*** Opening Source data ***
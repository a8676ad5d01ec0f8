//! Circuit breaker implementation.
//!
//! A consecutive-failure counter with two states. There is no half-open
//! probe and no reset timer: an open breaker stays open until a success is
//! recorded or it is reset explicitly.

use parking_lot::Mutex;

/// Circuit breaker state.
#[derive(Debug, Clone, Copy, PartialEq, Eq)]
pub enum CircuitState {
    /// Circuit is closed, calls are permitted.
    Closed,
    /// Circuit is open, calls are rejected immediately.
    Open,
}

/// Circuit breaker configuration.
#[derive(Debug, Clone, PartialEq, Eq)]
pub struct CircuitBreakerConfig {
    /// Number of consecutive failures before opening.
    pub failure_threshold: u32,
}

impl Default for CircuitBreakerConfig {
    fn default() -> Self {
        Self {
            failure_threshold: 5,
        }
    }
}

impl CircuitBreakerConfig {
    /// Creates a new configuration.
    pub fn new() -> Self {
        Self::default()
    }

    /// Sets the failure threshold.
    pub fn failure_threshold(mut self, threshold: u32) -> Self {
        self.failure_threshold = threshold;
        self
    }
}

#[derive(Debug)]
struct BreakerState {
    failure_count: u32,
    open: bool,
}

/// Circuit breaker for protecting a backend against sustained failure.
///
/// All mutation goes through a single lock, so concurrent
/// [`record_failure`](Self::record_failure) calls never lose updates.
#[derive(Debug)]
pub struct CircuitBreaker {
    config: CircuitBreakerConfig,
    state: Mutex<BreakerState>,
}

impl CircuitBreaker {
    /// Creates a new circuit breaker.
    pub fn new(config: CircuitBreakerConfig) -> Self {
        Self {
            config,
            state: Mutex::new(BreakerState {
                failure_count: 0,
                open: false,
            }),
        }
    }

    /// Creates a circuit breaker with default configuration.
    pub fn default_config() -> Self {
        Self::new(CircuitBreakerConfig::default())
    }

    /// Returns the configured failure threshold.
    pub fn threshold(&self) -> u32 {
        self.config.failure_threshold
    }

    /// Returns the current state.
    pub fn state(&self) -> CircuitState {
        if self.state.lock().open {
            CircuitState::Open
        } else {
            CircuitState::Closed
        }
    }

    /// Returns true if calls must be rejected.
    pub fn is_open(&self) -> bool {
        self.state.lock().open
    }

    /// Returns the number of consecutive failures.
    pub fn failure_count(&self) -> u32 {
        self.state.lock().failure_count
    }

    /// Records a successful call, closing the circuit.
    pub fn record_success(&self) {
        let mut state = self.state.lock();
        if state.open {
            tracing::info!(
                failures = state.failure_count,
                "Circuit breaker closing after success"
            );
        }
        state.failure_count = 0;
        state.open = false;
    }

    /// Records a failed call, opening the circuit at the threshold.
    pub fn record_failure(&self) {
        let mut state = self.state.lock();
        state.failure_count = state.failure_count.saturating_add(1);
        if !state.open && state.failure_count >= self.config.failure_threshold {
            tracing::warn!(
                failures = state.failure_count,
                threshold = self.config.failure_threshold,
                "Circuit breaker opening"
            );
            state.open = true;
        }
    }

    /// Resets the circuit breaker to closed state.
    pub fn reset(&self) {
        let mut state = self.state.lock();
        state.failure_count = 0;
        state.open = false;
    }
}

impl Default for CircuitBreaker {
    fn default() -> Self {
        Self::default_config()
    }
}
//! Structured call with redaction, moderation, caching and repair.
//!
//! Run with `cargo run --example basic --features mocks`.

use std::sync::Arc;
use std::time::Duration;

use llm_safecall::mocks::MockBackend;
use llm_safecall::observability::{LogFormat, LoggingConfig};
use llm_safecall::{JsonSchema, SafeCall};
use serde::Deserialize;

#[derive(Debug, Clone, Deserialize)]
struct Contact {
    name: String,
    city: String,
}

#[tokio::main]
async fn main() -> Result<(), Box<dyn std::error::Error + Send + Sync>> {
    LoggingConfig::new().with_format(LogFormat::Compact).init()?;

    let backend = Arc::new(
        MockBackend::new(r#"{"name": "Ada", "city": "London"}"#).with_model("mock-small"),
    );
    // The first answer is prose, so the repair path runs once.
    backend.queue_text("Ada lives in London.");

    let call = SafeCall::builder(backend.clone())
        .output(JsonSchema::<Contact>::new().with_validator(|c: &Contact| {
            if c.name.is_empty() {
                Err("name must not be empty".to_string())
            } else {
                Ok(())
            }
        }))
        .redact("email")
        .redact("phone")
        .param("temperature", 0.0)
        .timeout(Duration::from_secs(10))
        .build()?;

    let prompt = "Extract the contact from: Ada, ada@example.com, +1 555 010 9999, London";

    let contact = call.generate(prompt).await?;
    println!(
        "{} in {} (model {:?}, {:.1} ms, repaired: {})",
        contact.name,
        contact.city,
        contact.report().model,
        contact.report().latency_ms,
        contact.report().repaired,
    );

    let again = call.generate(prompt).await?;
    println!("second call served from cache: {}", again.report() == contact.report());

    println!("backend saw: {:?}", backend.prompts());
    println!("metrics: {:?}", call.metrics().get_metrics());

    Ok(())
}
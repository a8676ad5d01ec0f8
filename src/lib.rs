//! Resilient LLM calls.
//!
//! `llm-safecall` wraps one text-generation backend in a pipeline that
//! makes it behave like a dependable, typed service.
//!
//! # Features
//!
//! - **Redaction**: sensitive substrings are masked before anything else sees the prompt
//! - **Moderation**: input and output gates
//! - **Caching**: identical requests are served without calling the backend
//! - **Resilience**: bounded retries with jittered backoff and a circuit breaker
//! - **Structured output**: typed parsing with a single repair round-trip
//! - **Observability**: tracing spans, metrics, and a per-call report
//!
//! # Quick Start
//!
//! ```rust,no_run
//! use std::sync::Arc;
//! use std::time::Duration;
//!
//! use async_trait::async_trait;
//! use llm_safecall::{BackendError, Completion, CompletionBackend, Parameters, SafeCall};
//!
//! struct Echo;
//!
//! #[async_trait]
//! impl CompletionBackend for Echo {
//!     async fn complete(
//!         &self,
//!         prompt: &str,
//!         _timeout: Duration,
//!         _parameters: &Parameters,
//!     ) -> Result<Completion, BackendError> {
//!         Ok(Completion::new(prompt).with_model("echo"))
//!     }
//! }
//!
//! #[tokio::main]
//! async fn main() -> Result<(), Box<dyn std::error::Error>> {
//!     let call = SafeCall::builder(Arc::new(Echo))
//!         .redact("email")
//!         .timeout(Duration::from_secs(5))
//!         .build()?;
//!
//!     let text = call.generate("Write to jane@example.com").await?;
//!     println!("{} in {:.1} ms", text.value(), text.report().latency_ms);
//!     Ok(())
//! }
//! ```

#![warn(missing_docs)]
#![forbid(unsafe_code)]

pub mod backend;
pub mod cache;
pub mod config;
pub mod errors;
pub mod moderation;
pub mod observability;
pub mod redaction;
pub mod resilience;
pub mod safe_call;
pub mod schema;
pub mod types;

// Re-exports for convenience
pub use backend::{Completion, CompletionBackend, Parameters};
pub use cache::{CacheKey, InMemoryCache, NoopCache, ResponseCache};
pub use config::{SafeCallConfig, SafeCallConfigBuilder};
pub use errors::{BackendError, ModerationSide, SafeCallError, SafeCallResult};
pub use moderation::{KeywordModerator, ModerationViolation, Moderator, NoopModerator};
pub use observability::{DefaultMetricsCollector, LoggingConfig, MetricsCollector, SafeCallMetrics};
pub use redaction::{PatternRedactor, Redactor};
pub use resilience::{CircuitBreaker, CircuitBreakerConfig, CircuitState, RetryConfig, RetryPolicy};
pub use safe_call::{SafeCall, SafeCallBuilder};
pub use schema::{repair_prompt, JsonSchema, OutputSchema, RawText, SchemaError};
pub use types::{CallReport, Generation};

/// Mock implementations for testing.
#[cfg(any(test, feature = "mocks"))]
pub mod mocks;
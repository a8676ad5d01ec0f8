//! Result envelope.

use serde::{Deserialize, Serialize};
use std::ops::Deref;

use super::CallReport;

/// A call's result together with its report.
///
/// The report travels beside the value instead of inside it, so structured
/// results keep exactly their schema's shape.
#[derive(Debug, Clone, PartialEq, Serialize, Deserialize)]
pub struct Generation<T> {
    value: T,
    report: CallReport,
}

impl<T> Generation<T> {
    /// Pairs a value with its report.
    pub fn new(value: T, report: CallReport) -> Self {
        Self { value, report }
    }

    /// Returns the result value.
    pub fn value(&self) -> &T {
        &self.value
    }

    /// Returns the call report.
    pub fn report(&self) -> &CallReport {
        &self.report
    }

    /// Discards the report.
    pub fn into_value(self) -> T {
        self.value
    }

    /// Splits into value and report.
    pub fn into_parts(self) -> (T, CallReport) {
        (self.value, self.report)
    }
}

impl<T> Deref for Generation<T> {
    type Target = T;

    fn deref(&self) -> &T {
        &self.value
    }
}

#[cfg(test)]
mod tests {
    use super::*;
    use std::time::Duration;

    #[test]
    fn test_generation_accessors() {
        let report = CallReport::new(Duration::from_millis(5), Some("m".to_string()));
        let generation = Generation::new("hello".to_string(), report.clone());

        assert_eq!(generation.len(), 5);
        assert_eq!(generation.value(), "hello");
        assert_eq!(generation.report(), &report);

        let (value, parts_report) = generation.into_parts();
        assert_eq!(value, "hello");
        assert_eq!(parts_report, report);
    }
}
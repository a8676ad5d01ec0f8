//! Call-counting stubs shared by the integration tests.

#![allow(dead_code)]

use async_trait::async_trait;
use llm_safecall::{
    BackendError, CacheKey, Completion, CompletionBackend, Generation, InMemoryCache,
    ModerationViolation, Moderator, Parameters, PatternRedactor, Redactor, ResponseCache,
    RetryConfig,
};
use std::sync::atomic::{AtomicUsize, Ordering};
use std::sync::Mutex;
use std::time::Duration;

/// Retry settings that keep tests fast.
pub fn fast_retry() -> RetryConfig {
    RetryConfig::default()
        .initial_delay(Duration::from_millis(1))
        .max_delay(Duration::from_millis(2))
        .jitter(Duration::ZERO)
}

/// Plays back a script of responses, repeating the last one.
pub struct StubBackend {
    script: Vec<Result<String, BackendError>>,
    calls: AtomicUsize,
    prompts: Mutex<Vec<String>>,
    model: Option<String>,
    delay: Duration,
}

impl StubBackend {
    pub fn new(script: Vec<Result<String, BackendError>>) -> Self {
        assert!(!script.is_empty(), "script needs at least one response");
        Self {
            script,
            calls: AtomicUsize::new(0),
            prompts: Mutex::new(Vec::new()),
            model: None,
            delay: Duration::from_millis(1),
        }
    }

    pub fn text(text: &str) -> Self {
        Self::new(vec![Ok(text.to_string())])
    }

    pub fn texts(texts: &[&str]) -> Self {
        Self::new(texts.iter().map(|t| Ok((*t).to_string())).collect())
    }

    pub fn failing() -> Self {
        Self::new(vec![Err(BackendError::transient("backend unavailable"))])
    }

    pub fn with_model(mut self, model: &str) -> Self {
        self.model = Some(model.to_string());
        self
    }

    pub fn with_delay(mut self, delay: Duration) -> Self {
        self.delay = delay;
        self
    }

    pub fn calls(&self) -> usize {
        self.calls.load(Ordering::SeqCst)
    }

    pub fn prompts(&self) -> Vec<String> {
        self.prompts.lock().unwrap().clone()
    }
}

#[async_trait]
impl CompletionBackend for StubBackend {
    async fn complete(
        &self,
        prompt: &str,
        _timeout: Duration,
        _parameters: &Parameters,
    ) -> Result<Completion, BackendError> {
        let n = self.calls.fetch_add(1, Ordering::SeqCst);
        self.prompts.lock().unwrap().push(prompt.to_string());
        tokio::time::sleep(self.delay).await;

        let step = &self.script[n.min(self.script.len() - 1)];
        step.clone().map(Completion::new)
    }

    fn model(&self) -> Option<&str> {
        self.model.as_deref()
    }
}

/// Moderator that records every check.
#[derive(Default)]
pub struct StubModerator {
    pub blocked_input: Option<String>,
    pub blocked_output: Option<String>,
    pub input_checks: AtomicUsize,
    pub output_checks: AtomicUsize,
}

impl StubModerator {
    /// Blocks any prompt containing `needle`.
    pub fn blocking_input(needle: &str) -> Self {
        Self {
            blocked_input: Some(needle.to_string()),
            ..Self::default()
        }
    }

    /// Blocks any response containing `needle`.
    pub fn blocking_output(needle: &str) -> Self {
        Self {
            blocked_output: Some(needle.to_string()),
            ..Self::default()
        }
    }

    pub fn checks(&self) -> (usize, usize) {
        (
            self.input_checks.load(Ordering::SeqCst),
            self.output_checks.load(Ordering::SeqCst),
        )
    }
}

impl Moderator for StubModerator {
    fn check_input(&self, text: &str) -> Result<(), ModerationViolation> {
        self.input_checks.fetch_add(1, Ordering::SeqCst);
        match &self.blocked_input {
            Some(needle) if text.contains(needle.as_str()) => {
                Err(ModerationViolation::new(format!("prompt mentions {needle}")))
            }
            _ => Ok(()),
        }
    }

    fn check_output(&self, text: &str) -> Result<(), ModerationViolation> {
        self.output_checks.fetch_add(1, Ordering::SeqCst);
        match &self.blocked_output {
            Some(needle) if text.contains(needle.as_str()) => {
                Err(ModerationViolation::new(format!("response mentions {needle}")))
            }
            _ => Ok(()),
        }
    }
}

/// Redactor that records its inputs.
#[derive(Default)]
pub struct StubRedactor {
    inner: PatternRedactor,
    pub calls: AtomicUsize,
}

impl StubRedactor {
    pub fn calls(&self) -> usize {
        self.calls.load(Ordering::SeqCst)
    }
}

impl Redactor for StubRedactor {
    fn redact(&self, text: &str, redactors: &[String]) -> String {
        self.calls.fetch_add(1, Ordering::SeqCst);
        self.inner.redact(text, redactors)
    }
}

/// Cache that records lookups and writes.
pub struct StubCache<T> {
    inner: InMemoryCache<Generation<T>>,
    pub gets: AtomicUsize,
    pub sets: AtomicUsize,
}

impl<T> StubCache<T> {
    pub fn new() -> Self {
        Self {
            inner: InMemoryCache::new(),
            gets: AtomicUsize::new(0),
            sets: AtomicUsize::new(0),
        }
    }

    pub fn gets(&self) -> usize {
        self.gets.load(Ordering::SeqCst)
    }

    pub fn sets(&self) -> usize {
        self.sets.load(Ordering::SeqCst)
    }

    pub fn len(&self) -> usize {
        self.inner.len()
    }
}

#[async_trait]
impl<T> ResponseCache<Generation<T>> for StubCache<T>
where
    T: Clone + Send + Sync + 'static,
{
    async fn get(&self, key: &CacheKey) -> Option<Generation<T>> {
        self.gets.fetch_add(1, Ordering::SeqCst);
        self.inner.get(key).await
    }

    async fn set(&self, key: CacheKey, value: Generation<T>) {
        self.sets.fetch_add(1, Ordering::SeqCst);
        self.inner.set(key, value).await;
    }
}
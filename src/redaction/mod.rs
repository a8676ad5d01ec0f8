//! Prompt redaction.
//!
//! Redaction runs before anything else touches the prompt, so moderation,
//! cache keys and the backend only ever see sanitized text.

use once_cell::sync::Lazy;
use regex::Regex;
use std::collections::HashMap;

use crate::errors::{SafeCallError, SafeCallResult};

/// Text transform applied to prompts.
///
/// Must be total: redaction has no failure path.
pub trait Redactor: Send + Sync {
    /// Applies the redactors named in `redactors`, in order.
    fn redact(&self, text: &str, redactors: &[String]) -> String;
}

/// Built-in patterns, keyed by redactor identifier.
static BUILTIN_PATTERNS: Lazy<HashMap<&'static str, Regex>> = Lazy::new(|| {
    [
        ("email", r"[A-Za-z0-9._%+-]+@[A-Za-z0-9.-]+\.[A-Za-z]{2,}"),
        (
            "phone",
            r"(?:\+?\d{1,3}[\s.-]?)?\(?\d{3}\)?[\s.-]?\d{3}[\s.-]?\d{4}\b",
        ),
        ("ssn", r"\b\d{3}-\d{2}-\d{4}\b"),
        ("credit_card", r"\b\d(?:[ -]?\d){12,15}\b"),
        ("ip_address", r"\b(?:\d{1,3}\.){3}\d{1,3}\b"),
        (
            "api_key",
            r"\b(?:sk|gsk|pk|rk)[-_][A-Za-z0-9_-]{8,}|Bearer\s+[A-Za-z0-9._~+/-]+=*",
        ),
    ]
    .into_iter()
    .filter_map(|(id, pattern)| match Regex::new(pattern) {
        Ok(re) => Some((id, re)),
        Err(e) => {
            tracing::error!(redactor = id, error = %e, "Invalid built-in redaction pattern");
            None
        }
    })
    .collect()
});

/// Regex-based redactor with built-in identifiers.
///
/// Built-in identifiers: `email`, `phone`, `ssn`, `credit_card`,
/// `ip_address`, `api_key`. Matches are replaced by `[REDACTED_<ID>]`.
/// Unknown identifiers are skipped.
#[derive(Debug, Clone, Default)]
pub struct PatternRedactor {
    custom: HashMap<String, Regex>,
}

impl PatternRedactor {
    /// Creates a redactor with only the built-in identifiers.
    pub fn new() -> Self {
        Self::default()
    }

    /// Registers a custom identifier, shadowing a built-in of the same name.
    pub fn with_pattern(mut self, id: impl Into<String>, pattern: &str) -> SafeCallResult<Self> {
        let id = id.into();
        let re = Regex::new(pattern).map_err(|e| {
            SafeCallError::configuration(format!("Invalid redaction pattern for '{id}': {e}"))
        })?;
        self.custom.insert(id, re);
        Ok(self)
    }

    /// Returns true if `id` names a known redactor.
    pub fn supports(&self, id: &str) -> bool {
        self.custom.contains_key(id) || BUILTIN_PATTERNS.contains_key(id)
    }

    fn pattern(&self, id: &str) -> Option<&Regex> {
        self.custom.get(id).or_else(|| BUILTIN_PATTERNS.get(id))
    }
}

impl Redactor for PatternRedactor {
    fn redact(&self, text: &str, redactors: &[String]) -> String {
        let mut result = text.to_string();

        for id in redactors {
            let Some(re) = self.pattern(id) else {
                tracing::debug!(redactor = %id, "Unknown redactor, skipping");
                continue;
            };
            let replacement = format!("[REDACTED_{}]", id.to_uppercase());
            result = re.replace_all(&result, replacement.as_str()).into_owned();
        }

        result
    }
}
*** Closing Source data ***
> [Directions] Begin at the first line of the records above and quote every line verbatim through the one that contains "Circuit breaker configuration.".

> [Solved problem]
repository a8676ad5d01ec0f8
//! Circuit breaker implementation.
//!
//! A consecutive-failure counter with two states. There is no half-open
//! probe and no reset timer: an open breaker stays open until a success is
//! recorded or it is reset explicitly.

use parking_lot::Mutex;

/// Circuit breaker state.
#[derive(Debug, Clone, Copy, PartialEq, Eq)]
pub enum CircuitState {
    /// Circuit is closed, calls are permitted.
    Closed,
    /// Circuit is open, calls are rejected immediately.
    Open,
}

/// Circuit breaker configuration.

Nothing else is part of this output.